Collected data
+ + + + +

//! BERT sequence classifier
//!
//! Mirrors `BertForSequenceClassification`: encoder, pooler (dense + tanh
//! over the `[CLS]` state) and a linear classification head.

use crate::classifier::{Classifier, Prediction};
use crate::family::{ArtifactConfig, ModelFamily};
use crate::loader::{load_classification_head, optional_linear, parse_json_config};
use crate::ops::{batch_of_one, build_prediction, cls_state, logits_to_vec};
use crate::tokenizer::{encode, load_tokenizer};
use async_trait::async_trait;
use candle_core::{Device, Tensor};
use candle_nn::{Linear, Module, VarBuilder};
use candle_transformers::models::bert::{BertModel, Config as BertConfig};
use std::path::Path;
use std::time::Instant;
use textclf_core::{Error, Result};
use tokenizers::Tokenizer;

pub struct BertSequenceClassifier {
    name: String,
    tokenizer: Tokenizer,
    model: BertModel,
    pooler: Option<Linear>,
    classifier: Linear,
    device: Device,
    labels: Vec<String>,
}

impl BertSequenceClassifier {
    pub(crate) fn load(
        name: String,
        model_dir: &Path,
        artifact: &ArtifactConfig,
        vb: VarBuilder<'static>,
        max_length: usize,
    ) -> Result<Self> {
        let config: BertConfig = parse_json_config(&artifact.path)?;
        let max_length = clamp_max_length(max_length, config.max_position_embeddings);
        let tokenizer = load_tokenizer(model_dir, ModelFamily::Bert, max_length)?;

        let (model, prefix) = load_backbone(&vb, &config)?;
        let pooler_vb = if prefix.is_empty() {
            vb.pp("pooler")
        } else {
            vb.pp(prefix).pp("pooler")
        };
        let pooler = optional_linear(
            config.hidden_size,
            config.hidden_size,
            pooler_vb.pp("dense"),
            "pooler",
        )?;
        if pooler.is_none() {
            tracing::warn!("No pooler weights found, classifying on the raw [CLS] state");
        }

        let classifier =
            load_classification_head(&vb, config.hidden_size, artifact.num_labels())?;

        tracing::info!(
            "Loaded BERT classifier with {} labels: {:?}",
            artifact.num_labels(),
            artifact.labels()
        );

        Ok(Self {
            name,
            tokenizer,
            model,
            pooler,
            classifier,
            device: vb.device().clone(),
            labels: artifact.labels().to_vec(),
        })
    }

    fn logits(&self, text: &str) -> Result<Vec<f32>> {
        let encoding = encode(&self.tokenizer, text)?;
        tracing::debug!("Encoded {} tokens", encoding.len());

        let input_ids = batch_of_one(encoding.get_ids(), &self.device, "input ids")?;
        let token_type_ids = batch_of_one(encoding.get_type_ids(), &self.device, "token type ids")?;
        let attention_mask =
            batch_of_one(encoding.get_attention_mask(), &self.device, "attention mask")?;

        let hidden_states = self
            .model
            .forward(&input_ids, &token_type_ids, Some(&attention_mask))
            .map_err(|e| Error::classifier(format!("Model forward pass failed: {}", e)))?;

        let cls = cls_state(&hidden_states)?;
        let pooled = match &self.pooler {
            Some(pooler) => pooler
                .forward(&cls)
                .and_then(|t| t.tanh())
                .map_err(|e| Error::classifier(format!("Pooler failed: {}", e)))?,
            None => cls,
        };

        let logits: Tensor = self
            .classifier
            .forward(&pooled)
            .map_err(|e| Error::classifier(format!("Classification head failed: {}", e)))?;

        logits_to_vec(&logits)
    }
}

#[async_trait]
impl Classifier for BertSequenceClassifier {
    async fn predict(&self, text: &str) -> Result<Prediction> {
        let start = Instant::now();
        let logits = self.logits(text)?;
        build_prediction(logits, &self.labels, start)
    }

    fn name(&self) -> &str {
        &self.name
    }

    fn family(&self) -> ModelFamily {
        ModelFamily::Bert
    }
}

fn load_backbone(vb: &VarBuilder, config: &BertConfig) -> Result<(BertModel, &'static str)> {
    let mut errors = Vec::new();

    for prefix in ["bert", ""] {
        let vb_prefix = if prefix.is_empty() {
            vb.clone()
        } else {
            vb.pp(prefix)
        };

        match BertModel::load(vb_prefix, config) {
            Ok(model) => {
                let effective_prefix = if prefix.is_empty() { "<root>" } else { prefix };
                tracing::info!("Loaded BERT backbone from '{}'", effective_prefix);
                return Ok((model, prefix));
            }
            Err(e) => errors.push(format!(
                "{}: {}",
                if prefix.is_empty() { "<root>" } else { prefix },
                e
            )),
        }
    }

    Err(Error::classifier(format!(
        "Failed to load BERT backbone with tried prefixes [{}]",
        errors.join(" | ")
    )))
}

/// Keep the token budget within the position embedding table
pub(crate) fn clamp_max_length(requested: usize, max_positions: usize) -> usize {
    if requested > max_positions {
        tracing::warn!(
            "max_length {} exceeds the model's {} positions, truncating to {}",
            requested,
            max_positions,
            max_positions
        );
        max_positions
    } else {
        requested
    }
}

+ + + + +

### What the task asks
What you return should be exactly the lines above, starting at the one with "(dense + tanh" and ending at the one with "BERT classifier with", and nothing else.

### Task response
//! Mirrors `BertForSequenceClassification`: encoder, pooler (dense + tanh
//! over the `[CLS]` state) and a linear classification head.

use crate::classifier::{Classifier, Prediction};
use crate::family::{ArtifactConfig, ModelFamily};
use crate::loader::{load_classification_head, optional_linear, parse_json_config};
use crate::ops::{batch_of_one, build_prediction, cls_state, logits_to_vec};
use crate::tokenizer::{encode, load_tokenizer};
use async_trait::async_trait;
use candle_core::{Device, Tensor};
use candle_nn::{Linear, Module, VarBuilder};
use candle_transformers::models::bert::{BertModel, Config as BertConfig};
use std::path::Path;
use std::time::Instant;
use textclf_core::{Error, Result};
use tokenizers::Tokenizer;

pub struct BertSequenceClassifier {
    name: String,
    tokenizer: Tokenizer,
    model: BertModel,
    pooler: Option<Linear>,
    classifier: Linear,
    device: Device,
    labels: Vec<String>,
}

impl BertSequenceClassifier {
    pub(crate) fn load(
        name: String,
        model_dir: &Path,
        artifact: &ArtifactConfig,
        vb: VarBuilder<'static>,
        max_length: usize,
    ) -> Result<Self> {
        let config: BertConfig = parse_json_config(&artifact.path)?;
        let max_length = clamp_max_length(max_length, config.max_position_embeddings);
        let tokenizer = load_tokenizer(model_dir, ModelFamily::Bert, max_length)?;

        let (model, prefix) = load_backbone(&vb, &config)?;
        let pooler_vb = if prefix.is_empty() {
            vb.pp("pooler")
        } else {
            vb.pp(prefix).pp("pooler")
        };
        let pooler = optional_linear(
            config.hidden_size,
            config.hidden_size,
            pooler_vb.pp("dense"),
            "pooler",
        )?;
        if pooler.is_none() {
            tracing::warn!("No pooler weights found, classifying on the raw [CLS] state");
        }

        let classifier =
            load_classification_head(&vb, config.hidden_size, artifact.num_labels())?;

        tracing::info!(
            "Loaded BERT classifier with {} labels: {:?}",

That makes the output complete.